Transcription coactivator PBP/MED1 is required for diethylnitrosamine‐induced hepatocarcinogenesis in the mouse

Nuclear receptor coactivator PBP (peroxisome proliferator‐activated receptor (PPAR)‐binding protein/MED1) functions as an anchor for mediator multisubunit cofactor transcription complex. Disruption of this gene in the mouse results in embryonic lethality. Using PBP liver conditional null (PBPΔ Liv ) mice, we reported that PBP is essential for PPARα ligand, Wy‐14,643‐induced liver tumorigenesis. We now examined the role of PBP in diethylnitrosamine‐initiated/phenobarbital promoted liver tumor induction. PBPΔ Liv mice subjected to this protocol for 1, 4, and 12 weeks, revealed a striking proliferative response and clonal expansion of few residual PBP positive hepatocytes. No proliferative expansion of PBP null hepatocytes was noted.

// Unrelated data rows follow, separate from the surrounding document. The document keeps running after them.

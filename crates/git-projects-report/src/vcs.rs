//! Access to the external version-control tool.
//!
//! The rest of the crate talks to git only through the [`VersionControl`]
//! trait. [`GitCli`] implements it by running the `git` executable as a
//! subprocess inside the repository, one bounded invocation per query.

use crate::error::{Error, Result};
use chrono::{DateTime, FixedOffset};
use std::io::Read;
use std::path::Path;
use std::process::{Child, Command, Stdio};
use std::thread;
use std::time::{Duration, Instant};
use tracing::debug;

/// Arguments that print the URL of the `origin` remote.
pub const REMOTE_URL_ARGS: &[&str] = &["remote", "get-url", "origin"];

/// Arguments that print the committer date of `HEAD` in ISO format with offset.
pub const LAST_COMMIT_ARGS: &[&str] = &["log", "-1", "--format=%cd", "--date=iso"];

/// Layout of `git log --date=iso`, e.g. `2024-01-10 10:00:00 -0500`.
pub const GIT_ISO_FORMAT: &str = "%Y-%m-%d %H:%M:%S %z";

const POLL_INTERVAL: Duration = Duration::from_millis(20);

/// The two queries the report needs from a version-control tool.
///
/// Implementations must be usable from several worker threads at once.
pub trait VersionControl: Send + Sync {
    /// URL of the default remote, `Ok(None)` when the tool prints nothing.
    ///
    /// # Errors
    ///
    /// Returns an error when the tool cannot be run or reports a failure,
    /// for example because no remote is configured.
    fn remote_url(&self, repo_path: &Path) -> Result<Option<String>>;

    /// Timestamp of the most recent commit reachable from `HEAD`.
    ///
    /// # Errors
    ///
    /// Returns an error when the tool fails (no commits, not a repository,
    /// timeout) or its output is not a timestamp.
    fn last_commit_time(&self, repo_path: &Path) -> Result<DateTime<FixedOffset>>;
}

/// [`VersionControl`] backed by the `git` command line.
#[derive(Debug, Clone)]
pub struct GitCli {
    program: String,
    timeout: Duration,
}

impl GitCli {
    /// Runs `git` from `PATH` with the given per-invocation timeout.
    pub fn new(timeout: Duration) -> Self {
        Self {
            program: "git".to_string(),
            timeout,
        }
    }

    /// Uses a different executable, e.g. an absolute path to git.
    pub fn with_program(mut self, program: impl Into<String>) -> Self {
        self.program = program.into();
        self
    }

    /// The per-invocation timeout.
    pub fn timeout(&self) -> Duration {
        self.timeout
    }

    /// Runs the tool in `repo_path` and returns its trimmed stdout.
    fn run(&self, repo_path: &Path, args: &[&str]) -> Result<String> {
        let command_line = format!("{} {}", self.program, args.join(" "));
        debug!(path = %repo_path.display(), command = %command_line, "running");

        let child = Command::new(&self.program)
            .args(args)
            .current_dir(repo_path)
            .env("GIT_TERMINAL_PROMPT", "0")
            .stdin(Stdio::null())
            .stdout(Stdio::piped())
            .stderr(Stdio::piped())
            .spawn()
            .map_err(|e| Error::command_failed(repo_path, &command_line, e.to_string()))?;

        let output = wait_with_timeout(child, self.timeout)
            .map_err(|e| Error::command_failed(repo_path, &command_line, e.to_string()))?;

        match output {
            Some(output) if output.success => Ok(output.stdout.trim().to_string()),
            Some(output) => {
                let stderr = output.stderr.trim();
                let message = if stderr.is_empty() {
                    format!("exited with status {}", output.code.unwrap_or(-1))
                } else {
                    stderr.to_string()
                };
                Err(Error::command_failed(repo_path, command_line, message))
            }
            None => Err(Error::command_timed_out(repo_path, command_line, self.timeout)),
        }
    }
}

impl Default for GitCli {
    fn default() -> Self {
        Self::new(Duration::from_secs(crate::models::DEFAULT_COMMAND_TIMEOUT_SECS))
    }
}

impl VersionControl for GitCli {
    fn remote_url(&self, repo_path: &Path) -> Result<Option<String>> {
        let url = self.run(repo_path, REMOTE_URL_ARGS)?;
        Ok(Some(url).filter(|u| !u.is_empty()))
    }

    fn last_commit_time(&self, repo_path: &Path) -> Result<DateTime<FixedOffset>> {
        let raw = self.run(repo_path, LAST_COMMIT_ARGS)?;
        parse_commit_time(repo_path, &raw)
    }
}

/// Parses a commit date printed by git, keeping its UTC offset.
///
/// Accepts the `--date=iso` layout and, failing that, `--date=iso-strict`
/// (RFC 3339).
///
/// # Examples
///
/// ```
/// # use git_projects_report::vcs::parse_commit_time;
/// # use std::path::Path;
/// let t = parse_commit_time(Path::new("/repo"), "2024-01-10 10:00:00 -0500").unwrap();
/// assert_eq!(t.to_rfc3339(), "2024-01-10T10:00:00-05:00");
/// ```
pub fn parse_commit_time(repo_path: &Path, raw: &str) -> Result<DateTime<FixedOffset>> {
    let value = raw.trim();
    DateTime::parse_from_str(value, GIT_ISO_FORMAT)
        .or_else(|iso_err| DateTime::parse_from_rfc3339(value).map_err(|_| iso_err))
        .map_err(|e| Error::invalid_commit_time(repo_path, value, e))
}

struct ProcessOutput {
    success: bool,
    code: Option<i32>,
    stdout: String,
    stderr: String,
}

/// Waits for `child`, killing it once `timeout` has elapsed.
///
/// Returns `Ok(None)` on timeout. stdout and stderr are drained on helper
/// threads so a chatty child cannot block on a full pipe. After a kill the
/// readers are detached rather than joined: a grandchild that inherited the
/// pipes may keep them open long after `child` is gone.
fn wait_with_timeout(mut child: Child, timeout: Duration) -> std::io::Result<Option<ProcessOutput>> {
    let stdout = child.stdout.take().map(spawn_reader);
    let stderr = child.stderr.take().map(spawn_reader);
    let start = Instant::now();

    let status = loop {
        match child.try_wait()? {
            Some(status) => break status,
            None if start.elapsed() >= timeout => {
                // The child may have exited between the poll and the kill.
                let _ = child.kill();
                let _ = child.wait();
                return Ok(None);
            }
            None => thread::sleep(POLL_INTERVAL),
        }
    };

    Ok(Some(ProcessOutput {
        success: status.success(),
        code: status.code(),
        stdout: stdout.map(join_reader).unwrap_or_default(),
        stderr: stderr.map(join_reader).unwrap_or_default(),
    }))
}

fn spawn_reader<R: Read + Send + 'static>(mut pipe: R) -> thread::JoinHandle<String> {
    thread::spawn(move || {
        let mut buf = Vec::new();
        let _ = pipe.read_to_end(&mut buf);
        String::from_utf8_lossy(&buf).into_owned()
    })
}

fn join_reader(handle: thread::JoinHandle<String>) -> String {
    handle.join().unwrap_or_default()
}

Liver tumors developed in wild‐type and PBPΔ Liv mice after 1 year treatment but all hepatocellular carcinomas that developed in PBPΔ Liv mice were PBP positive although the surrounding non‐tumor portions of liver in PBPΔ Liv mice did not express PBP. These data indicate that PBP is essential for the development of hepatocellular carcinoma. (This work was supported by NIH Grant DK083163).